なるほど、たった一回では評価は下せないということかとアリスは思った。確かにこの世界でヘッドスパなんて初めてのことだろうし、判断がつかないんだなぐらいにしか思ってなかった。見合いということをすっかり忘れていたのである。


・・・・・・・・・・


「これ、良かったら。」


流石できる男。釣書にもちゃんと目を通しているらしく、アリスへ花束を抱えてきた。もちろんその花はすべて食べられるものである。綺麗で食べられる、アリスにとっては最高の贈り物だ。


あれから毎日のようにルシアンはアリスのところへ来るのだが、忙しい身で大丈夫なのだろうかとアリスは心配になった。毎回ヘッドスパをしていくわけではなく、ハーブティーを飲みゆったりと会話をして帰っていくときもある。

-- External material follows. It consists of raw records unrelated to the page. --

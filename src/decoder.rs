//! Single-line decoder for exported chat logs.
//!
//! A line has the shape `A/B/YY, HH:MM[ am|pm] - sender: content`, where `A` and `B` are the day
//! and month in the order selected by [`DateOrder`].  Decoding never fails loudly: a line either
//! yields a [`DecodedLine`] or an explicit [`Rejection`].

use chrono::{Duration, Local, LocalResult, NaiveDate, NaiveDateTime, TimeZone, Utc};

use crate::config::{ClockZone, DateOrder, DecoderConfig};

/// Fields extracted from one accepted log line.
#[derive(Debug, Clone, PartialEq, Eq)]
pub struct DecodedLine {
    /// Hours since the Unix epoch.
    pub time: i64,
    /// Lowercase sender display name.
    pub sender: String,
    /// Lowercase message body.
    pub content: String,
}

/// Reason a line did not produce a message.
#[derive(Debug, Clone, Copy, PartialEq, Eq)]
pub enum Rejection {
    /// The line contains an exporter placeholder such as `<media omitted>`.
    Placeholder,
    /// The line does not follow the field grammar or a field is not numeric.
    Malformed,
    /// The fields are numeric but do not name a valid instant.
    InvalidTimestamp,
}

/// Outcome of decoding a single line.
#[derive(Debug, Clone, PartialEq, Eq)]
pub enum Decoded {
    /// The line parsed into a message.
    Message(DecodedLine),
    /// The line was dropped.
    Rejected(Rejection),
}

impl Decoded {
    /// Converts the outcome into an `Option`, discarding the rejection reason.
    #[must_use]
    pub fn accepted(self) -> Option<DecodedLine> {
        match self {
            Decoded::Message(line) => Some(line),
            Decoded::Rejected(_) => None,
        }
    }
}

/// Stateless decoder shared read-only by all parser workers.
#[derive(Debug, Clone)]
pub struct LineDecoder {
    date_order: DateOrder,
    clock_zone: ClockZone,
    omitted_phrases: Vec<String>,
}

impl Default for LineDecoder {
    fn default() -> Self {
        Self::new(&DecoderConfig::default())
    }
}

impl LineDecoder {
    /// Creates a decoder for the supplied configuration.
    #[must_use]
    pub fn new(cfg: &DecoderConfig) -> Self {
        Self {
            date_order: cfg.date_order,
            clock_zone: cfg.clock_zone,
            omitted_phrases: cfg
                .omitted_phrases
                .iter()
                .map(|phrase| phrase.to_lowercase())
                .collect(),
        }
    }

    /// Decodes one raw line, with or without its trailing line terminator.
    #[must_use]
    pub fn decode(&self, raw: &str) -> Decoded {
        let line = raw.to_lowercase();
        if self
            .omitted_phrases
            .iter()
            .any(|phrase| line.contains(phrase.as_str()))
        {
            return Decoded::Rejected(Rejection::Placeholder);
        }
        match self.decode_fields(strip_terminator(&line)) {
            Ok(decoded) => Decoded::Message(decoded),
            Err(rejection) => Decoded::Rejected(rejection),
        }
    }

    fn decode_fields(&self, line: &str) -> Result<DecodedLine, Rejection> {
        let mut date = line.splitn(3, '/');
        let first = date.next().ok_or(Rejection::Malformed)?;
        let second = date.next().ok_or(Rejection::Malformed)?;
        let rest = date.next().ok_or(Rejection::Malformed)?;
        let (year, rest) = rest.split_once(", ").ok_or(Rejection::Malformed)?;
        let (hour, rest) = rest.split_once(':').ok_or(Rejection::Malformed)?;
        let (minute, rest) = rest.split_once(" - ").ok_or(Rejection::Malformed)?;
        let (sender, content) = rest.split_once(": ").ok_or(Rejection::Malformed)?;

        let (day, month) = match self.date_order {
            DateOrder::DayMonthYear => (first, second),
            DateOrder::MonthDayYear => (second, first),
        };
        let day: u32 = parse_field(day)?;
        let month: u32 = parse_field(month)?;
        let mut year: i32 = parse_field(year)?;
        let mut hour: u32 = parse_field(hour)?;

        let minute = minute.trim_end();
        let minute = if let Some(marked) = minute.strip_suffix('m') {
            if marked.ends_with('p') {
                hour = hour.checked_add(12).ok_or(Rejection::InvalidTimestamp)?;
            }
            minute.get(..2).ok_or(Rejection::Malformed)?
        } else {
            minute
        };
        let minute: u32 = parse_field(minute)?;

        if year < 2000 {
            year += 2000;
        }

        let naive = NaiveDate::from_ymd_opt(year, month, day)
            .and_then(|date| date.and_hms_opt(hour, minute, 0))
            .ok_or(Rejection::InvalidTimestamp)?;
        let seconds = match self.clock_zone {
            ClockZone::Utc => Utc.from_utc_datetime(&naive).timestamp(),
            ClockZone::Local => resolve_wall_clock(&naive, |dt| Local.from_local_datetime(dt))
                .ok_or(Rejection::InvalidTimestamp)?
                .timestamp(),
        };

        Ok(DecodedLine {
            time: seconds.div_euclid(3600),
            sender: sender.to_string(),
            content: content.to_string(),
        })
    }
}

/// Maps a wall-clock time to an instant, taking the earlier instant when the time is ambiguous.
///
/// Times skipped by a daylight-saving jump are read with the offset in force before the jump,
/// which is the same instant as one hour later on the new offset.
fn resolve_wall_clock<T, F>(naive: &NaiveDateTime, resolve: F) -> Option<T>
where
    F: Fn(&NaiveDateTime) -> LocalResult<T>,
{
    resolve(naive).earliest().or_else(|| {
        let shifted = naive.checked_add_signed(Duration::hours(1))?;
        resolve(&shifted).earliest()
    })
}

fn strip_terminator(line: &str) -> &str {
    let line = line.strip_suffix('\n').unwrap_or(line);
    line.strip_suffix('\r').unwrap_or(line)
}

fn parse_field<T: std::str::FromStr>(field: &str) -> Result<T, Rejection> {
    field.trim().parse().map_err(|_| Rejection::Malformed)
}

#[cfg(test)]
mod tests {
    use super::*;

    fn utc_decoder(order: DateOrder) -> LineDecoder {
        LineDecoder::new(&DecoderConfig {
            date_order: order,
            clock_zone: ClockZone::Utc,
            ..DecoderConfig::default()
        })
    }

    fn utc_hours(year: i32, month: u32, day: u32, hour: u32, minute: u32) -> i64 {
        Utc.with_ymd_and_hms(year, month, day, hour, minute, 0)
            .unwrap()
            .timestamp()
            .div_euclid(3600)
    }

    #[test]
    fn rejects_free_text() {
        let decoder = LineDecoder::default();
        assert_eq!(
            decoder.decode("not a valid log line"),
            Decoded::Rejected(Rejection::Malformed)
        );
    }

    #[test]
    fn decodes_twelve_hour_line_in_local_time() {
        let decoder = LineDecoder::default();
        let decoded = decoder
            .decode("1/2/23, 10:30 am - alice: hello")
            .accepted()
            .expect("line should decode");
        let expected = Local
            .with_ymd_and_hms(2023, 2, 1, 10, 30, 0)
            .earliest()
            .unwrap()
            .timestamp()
            .div_euclid(3600);
        assert_eq!(decoded.time, expected);
        assert_eq!(decoded.sender, "alice");
        assert_eq!(decoded.content, "hello");
    }

    #[test]
    fn strips_line_terminator_and_lowercases() {
        let decoder = utc_decoder(DateOrder::DayMonthYear);
        let decoded = decoder
            .decode("15/03/2021, 09:05 - Bob: See You Soon\r\n")
            .accepted()
            .unwrap();
        assert_eq!(decoded.sender, "bob");
        assert_eq!(decoded.content, "see you soon");
        assert_eq!(decoded.time, utc_hours(2021, 3, 15, 9, 5));
    }

    #[test]
    fn pm_marker_shifts_hour() {
        let decoder = utc_decoder(DateOrder::DayMonthYear);
        let decoded = decoder
            .decode("1/2/23, 3:45 pm - carol: late lunch\n")
            .accepted()
            .unwrap();
        assert_eq!(decoded.time, utc_hours(2023, 2, 1, 15, 45));
    }

    #[test]
    fn noon_pm_overflows_and_is_rejected() {
        let decoder = utc_decoder(DateOrder::DayMonthYear);
        assert_eq!(
            decoder.decode("1/2/23, 12:10 pm - carol: noon"),
            Decoded::Rejected(Rejection::InvalidTimestamp)
        );
    }

    #[test]
    fn oversized_pm_hour_is_rejected() {
        let decoder = utc_decoder(DateOrder::DayMonthYear);
        assert_eq!(
            decoder.decode("1/2/23, 4294967295:30 pm - a: b"),
            Decoded::Rejected(Rejection::InvalidTimestamp)
        );
        assert_eq!(
            decoder.decode("1/2/23, 4294967284:30 pm - a: b"),
            Decoded::Rejected(Rejection::InvalidTimestamp)
        );
    }

    #[test]
    fn skipped_wall_clock_times_resolve_past_the_gap() {
        // Clocks jump from 02:00 to 03:00; the offset is +1h before and +2h after.
        let lookup = |dt: &NaiveDateTime| {
            let before = NaiveDate::from_ymd_opt(2023, 3, 26)
                .unwrap()
                .and_hms_opt(2, 0, 0)
                .unwrap();
            let after = before + Duration::hours(1);
            if *dt >= before && *dt < after {
                LocalResult::None
            } else {
                let offset = if *dt < before { 1 } else { 2 };
                LocalResult::Single(Utc.from_utc_datetime(&(*dt - Duration::hours(offset))))
            }
        };
        let naive = |hour, minute| {
            NaiveDate::from_ymd_opt(2023, 3, 26)
                .unwrap()
                .and_hms_opt(hour, minute, 0)
                .unwrap()
        };

        let gap = resolve_wall_clock(&naive(2, 30), lookup).expect("gap time resolves");
        assert_eq!(gap, Utc.with_ymd_and_hms(2023, 3, 26, 1, 30, 0).unwrap());
        let regular = resolve_wall_clock(&naive(4, 0), lookup).unwrap();
        assert_eq!(regular, Utc.with_ymd_and_hms(2023, 3, 26, 2, 0, 0).unwrap());
    }

    #[test]
    fn month_first_order_swaps_fields() {
        let decoder = utc_decoder(DateOrder::MonthDayYear);
        let decoded = decoder
            .decode("12/31/22, 23:59 - dave: happy new year")
            .accepted()
            .unwrap();
        assert_eq!(decoded.time, utc_hours(2022, 12, 31, 23, 59));

        let day_first = utc_decoder(DateOrder::DayMonthYear);
        assert_eq!(
            day_first.decode("12/31/22, 23:59 - dave: happy new year"),
            Decoded::Rejected(Rejection::InvalidTimestamp)
        );
    }

    #[test]
    fn content_may_contain_separators() {
        let decoder = utc_decoder(DateOrder::DayMonthYear);
        let decoded = decoder
            .decode("1/2/2023, 10:30 - eve: see https://a/b: it's 10:30 - ok")
            .accepted()
            .unwrap();
        assert_eq!(decoded.sender, "eve");
        assert_eq!(decoded.content, "see https://a/b: it's 10:30 - ok");
    }

    #[test]
    fn placeholder_phrases_are_rejected() {
        let decoder = LineDecoder::default();
        for line in [
            "1/2/23, 10:30 - alice: <Media omitted>",
            "1/2/23, 10:30 - alice: This message was deleted",
            "1/2/23, 10:30 - alice: Missed voice call",
        ] {
            assert_eq!(
                decoder.decode(line),
                Decoded::Rejected(Rejection::Placeholder),
                "{line}"
            );
        }
    }

    #[test]
    fn invalid_calendar_dates_are_rejected() {
        let decoder = utc_decoder(DateOrder::DayMonthYear);
        assert_eq!(
            decoder.decode("31/02/23, 10:30 - alice: hi"),
            Decoded::Rejected(Rejection::InvalidTimestamp)
        );
        assert_eq!(
            decoder.decode("xx/02/23, 10:30 - alice: hi"),
            Decoded::Rejected(Rejection::Malformed)
        );
        assert_eq!(
            decoder.decode("1/2/23, 10:m - alice: hi"),
            Decoded::Rejected(Rejection::Malformed)
        );
    }
}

ヘッドスパの影響か、リラックスできているせいか、ルシアンの髪の毛の色が少し変化し、ショッキングピンクからだんだんと桜色に近づいてきており、どぎつさがなくなってきている。ただし、本人は鏡を見ないし、周りもルシアンを見ないようにしているため、今のところ気付いているのはアリスのみだ。


「あの、ウィンロイ様、髪のことなのですが。」

「ああ、商いにできるかという質問だったね。」


ルシアンの髪の毛の色の話をしようとしていたのだが、そちらの答えも気になっていたため、アリスは頷いた。


「貴女はすごい才能の持ち主だとは思うが、この国で大抵の人は髪を親しい者にしか触れさせないからね。」

「ええ、ですから、わたくしのしようとしていることは受け入れがたいとは思うのです。」

「だが、髪結いという仕事もある。異性には難しいだろうが、女性になら受け入れられるのではないだろうか。こんなに気持ちが良いものなら、噂で広まり、男性客も現れるかもしれない。」


ルシアンは何か他に言いたいことがあるようで、目線を上げたり下げたり落ち着かなく動かす。だが、一口お茶を飲むと、決心してアリスに問いかけた。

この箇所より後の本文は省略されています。